Chegando ao escritório o Alan me chama no canto, levo até um susto.

Alan - Breno a chapa hoje vai esquentar cara.

Breno - Como assim Alan?

Alan - Lembra da fatura daquele escritório de advocacia, então cara deu maior confusão.

Breno - Confusão, mas Mauricio não disse que era responsável, que resolveria as pendências das planilhas cara.

Alan - A coisa é mais podre do que isso Breno.

Breno - Cara eu estou cheio de problemas, meu irmao sofreu um acidente, não preguei o olho a noite toda e hoje pra aproveitar eu tenho uma prova e nem pude estudar direito.

Alan - Que barra cara, mas vamos ver o que dá.

Momentos depois chega Muricio, Kátia e Alessandra distribuindo os convites do casamento, me surpreendo com a chegada do Estevão mais três advogados, e com a chegada do dono do escritório, seu Nestor. Estevão antes de entrar na sala de Mauricio me olha dando um sorrisinho. Ficam horas dentro do escritório, todos nos não agüentávamos mais de ansiedade, estava eu e o Alan revisando uns relatórios até que seu Nestor vem até a minha mesa e chama eu e o Alan, na hora fico pasmo, pensei logo o pior, Alan se levanta confiante.

Alan - Calma, está tudo bem.

Nisso vejo Estevão mais os três advogados, sócios do escritório do centro sentados, o Mauricio de pé e seu Nestor na cadeira do Mauricio.

Nestor - Pode se sentar vocês dois.

Breno - Não doutor Nestor, eu estou bem de pé.

Nestor - Ok então. Breno há quantos anos você trabalha conosco.

Breno - Há três anos doutor Nestor.

Nestor - Você se forma este ano não é?

Breno - Espero que sim seu Nestor, estou estudando e lutando para isso.

Nestor - Está indo bem no curso, é administração de empresas que você cursa se eu não me engano não é?

Breno - Sim senhor.

Nestor - Bom Breno, te chamei aqui por que há alguns meses atrás eu injustamente, e espero estar sendo bem claro na frente dos senhores, que estão aqui Breno, são os sócios do escritório de Advocacia S.A, aquele cliente que você juntamente com o Alan, nosso estagiário descobriram um erro, você está lembrado isso Breno.

Breno - Sim senhor, foi na semana passada, que ao analisar as planilhas o Alan detectou que havia um erro, as contas não batia com as dos meses anteriores, estava bem aquém por sinal, não seguindo uma linearidade orçamentária.

Nestor - Isso mesmo. Bom Breno o que tenho a lhe dizer é que você como sempre fez um grande trabalho.

Breno - Obrigado seu Nestor.

Nestor - E abriu os meus olhos, para algo que eu já deveria ter descoberto há muito tempo, mas por confiar demais, por acreditar no caráter das pessoas eu acabei pondo a credibilidade deste escritório em jogo, quase pondo o meu respeitável nome, que levei anos com muito trabalho, para construir na lama não é Mauricio.

Mauricio - Seu Nestor.../

Nestor - (se altera) Cala sua boca seu calhorda, verme, parasita. Eu lhe trouxe para esse escritório, eu lhe dei um cargo de confiança, meu sobrinho e me apunha-la pelas costas, quase que me deixa cometer uma enorme injustiça.

Mauricio - Seu Nestor eu posso explicar.

Nestor - Explicar o que Mauricio, explicar que você me passava para traz alterava contas, falsificava registros. Mauricio isso é crime e você sabe disso, eu lhe dei uma equipe, confiei essa filial a você e assim que você me agradece calhorda, me roubando.
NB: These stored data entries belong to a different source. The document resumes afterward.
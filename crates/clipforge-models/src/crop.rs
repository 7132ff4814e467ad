//! Crop geometry: detections, rectangles, and crop paths.

use schemars::JsonSchema;
use serde::{Deserialize, Serialize};

/// Bounding box in pixel coordinates.
#[derive(Debug, Clone, Copy, PartialEq, Serialize, Deserialize, JsonSchema)]
pub struct BoundingBox {
    /// Left edge x-coordinate
    pub x: f64,
    /// Top edge y-coordinate
    pub y: f64,
    /// Box width
    pub width: f64,
    /// Box height
    pub height: f64,
}

impl BoundingBox {
    /// Create a new bounding box.
    pub fn new(x: f64, y: f64, width: f64, height: f64) -> Self {
        Self { x, y, width, height }
    }

    /// Center x-coordinate.
    #[inline]
    pub fn cx(&self) -> f64 {
        self.x + self.width / 2.0
    }

    /// Center y-coordinate.
    #[inline]
    pub fn cy(&self) -> f64 {
        self.y + self.height / 2.0
    }

    /// Box area in pixels.
    #[inline]
    pub fn area(&self) -> f64 {
        self.width * self.height
    }
}

/// A face (or salient region) detection within one sampled frame.
#[derive(Debug, Clone, PartialEq, Serialize, Deserialize, JsonSchema)]
pub struct FaceDetection {
    /// Bounding box of the detection
    pub bbox: BoundingBox,
    /// Detection confidence in [0,1]
    pub confidence: f64,
}

impl FaceDetection {
    pub fn new(bbox: BoundingBox, confidence: f64) -> Self {
        Self { bbox, confidence }
    }
}

/// All detections for a single sampled frame.
#[derive(Debug, Clone, PartialEq, Serialize, Deserialize, JsonSchema)]
pub struct FrameDetections {
    /// Timestamp in seconds (source-relative)
    pub time: f64,
    /// Face detections, possibly empty
    pub faces: Vec<FaceDetection>,
    /// Saliency centroid (x, y) fallback when no faces are present
    #[serde(skip_serializing_if = "Option::is_none")]
    pub saliency: Option<(f64, f64)>,
}

impl FrameDetections {
    pub fn new(time: f64, faces: Vec<FaceDetection>) -> Self {
        Self {
            time,
            faces,
            saliency: None,
        }
    }

    /// Frame with no detections at all.
    pub fn empty(time: f64) -> Self {
        Self {
            time,
            faces: Vec::new(),
            saliency: None,
        }
    }

    pub fn with_saliency(mut self, x: f64, y: f64) -> Self {
        self.saliency = Some((x, y));
        self
    }
}

/// Integer crop rectangle (pixel coordinates, even dimensions for codecs).
#[derive(Debug, Clone, Copy, PartialEq, Eq, Serialize, Deserialize, JsonSchema)]
pub struct CropRect {
    /// Left edge x-coordinate
    pub x: i32,
    /// Top edge y-coordinate
    pub y: i32,
    /// Crop width
    pub width: i32,
    /// Crop height
    pub height: i32,
}

impl CropRect {
    pub fn new(x: i32, y: i32, width: i32, height: i32) -> Self {
        Self { x, y, width, height }
    }

    /// Center x-coordinate.
    #[inline]
    pub fn cx(&self) -> f64 {
        self.x as f64 + self.width as f64 / 2.0
    }

    /// Center y-coordinate.
    #[inline]
    pub fn cy(&self) -> f64 {
        self.y as f64 + self.height as f64 / 2.0
    }

    /// Whether the rectangle lies fully within a frame of the given size.
    pub fn is_within(&self, frame_width: u32, frame_height: u32) -> bool {
        self.x >= 0
            && self.y >= 0
            && self.width > 0
            && self.height > 0
            && self.x + self.width <= frame_width as i32
            && self.y + self.height <= frame_height as i32
    }
}

/// A timed crop keyframe. Consumers interpolate linearly between keyframes.
#[derive(Debug, Clone, Copy, PartialEq, Serialize, Deserialize, JsonSchema)]
pub struct CropKeyframe {
    /// Timestamp in seconds (source-relative)
    pub time: f64,
    /// Crop rectangle at this time
    pub rect: CropRect,
}

impl CropKeyframe {
    pub fn new(time: f64, rect: CropRect) -> Self {
        Self { time, rect }
    }

    /// Linear interpolation between two keyframes.
    pub fn lerp(a: &CropKeyframe, b: &CropKeyframe, t: f64) -> CropKeyframe {
        CropKeyframe {
            time: a.time + t * (b.time - a.time),
            rect: CropRect {
                x: (a.rect.x as f64 + t * (b.rect.x - a.rect.x) as f64).round() as i32,
                y: (a.rect.y as f64 + t * (b.rect.y - a.rect.y) as f64).round() as i32,
                width: (a.rect.width as f64 + t * (b.rect.width - a.rect.width) as f64).round()
                    as i32,
                height: (a.rect.height as f64 + t * (b.rect.height - a.rect.height) as f64).round()
                    as i32,
            },
        }
    }
}

/// Ordered crop keyframes spanning a clip's duration.
#[derive(Debug, Clone, PartialEq, Serialize, Deserialize, JsonSchema, Default)]
pub struct CropPath {
    /// Keyframes ordered by time
    pub keyframes: Vec<CropKeyframe>,
}

impl CropPath {
    pub fn new(keyframes: Vec<CropKeyframe>) -> Self {
        Self { keyframes }
    }

    pub fn is_empty(&self) -> bool {
        self.keyframes.is_empty()
    }

    pub fn len(&self) -> usize {
        self.keyframes.len()
    }

    /// Interpolated rectangle at a specific time.
    pub fn rect_at(&self, time: f64) -> Option<CropRect> {
        let first = self.keyframes.first()?;
        if time <= first.time {
            return Some(first.rect);
        }
        let last = self.keyframes.last()?;
        if time >= last.time {
            return Some(last.rect);
        }

        for pair in self.keyframes.windows(2) {
            if pair[0].time <= time && time <= pair[1].time {
                let span = pair[1].time - pair[0].time;
                let t = if span > 0.0 { (time - pair[0].time) / span } else { 0.0 };
                return Some(CropKeyframe::lerp(&pair[0], &pair[1], t).rect);
            }
        }

        None
    }

    /// Validate the crop-path invariants:
    /// every rectangle inside the frame, keyframes strictly ordered, and
    /// center displacement per second within the motion budget.
    pub fn validate(
        &self,
        frame_width: u32,
        frame_height: u32,
        max_center_speed_px: f64,
    ) -> Result<(), String> {
        for kf in &self.keyframes {
            if !kf.rect.is_within(frame_width, frame_height) {
                return Err(format!(
                    "keyframe at {:.3}s outside {}x{} frame: {:?}",
                    kf.time, frame_width, frame_height, kf.rect
                ));
            }
        }

        for pair in self.keyframes.windows(2) {
            let dt = pair[1].time - pair[0].time;
            if dt <= 0.0 {
                return Err(format!(
                    "keyframes out of order at {:.3}s -> {:.3}s",
                    pair[0].time, pair[1].time
                ));
            }
            let dx = pair[1].rect.cx() - pair[0].rect.cx();
            let dy = pair[1].rect.cy() - pair[0].rect.cy();
            let speed = (dx * dx + dy * dy).sqrt() / dt;
            // Rounding to integer pixels can add up to one pixel of center motion
            if speed > max_center_speed_px + 1.0 / dt {
                return Err(format!(
                    "center speed {:.1}px/s exceeds budget {:.1}px/s at {:.3}s",
                    speed, max_center_speed_px, pair[1].time
                ));
            }
        }

        Ok(())
    }
}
Mauricio eu trouxe todos os acionistas desse escritório aqui para que eles saibam a decisão que tomarei, mas antes que quero que você seja bem sincero e me diga, algum desses senhores aqui era seu cúmplice nessa fraude, alguém aqui Mauricio estava mancomunado com você?

Na hora olho para a cara do Estevão, estava esperando a confissão do Mauricio, o fim do Estevão ali, naquele momento.

Mauricio - Não senhor, não estava mancomunado com ninguém.

Nestor - Então você confessa que estava sozinho nessa, nessa e em outras que irei descobri Mauricio.

Mauricio - Sim senhor.

Nestor - O escritório entrará numa investigação com todos os clientes do escritório, todos os desvios, todas as emissões falsas, tudo o de errado que for detectado por esse escritório você o principal responsável, você está preparado para isso.

Mauricio - Sim doutor Nestor.

Breno - Mauricio fala a verdade.

Nestor - Que verdade Breno.

Alan - Breno você sabe de mais alguma coisa.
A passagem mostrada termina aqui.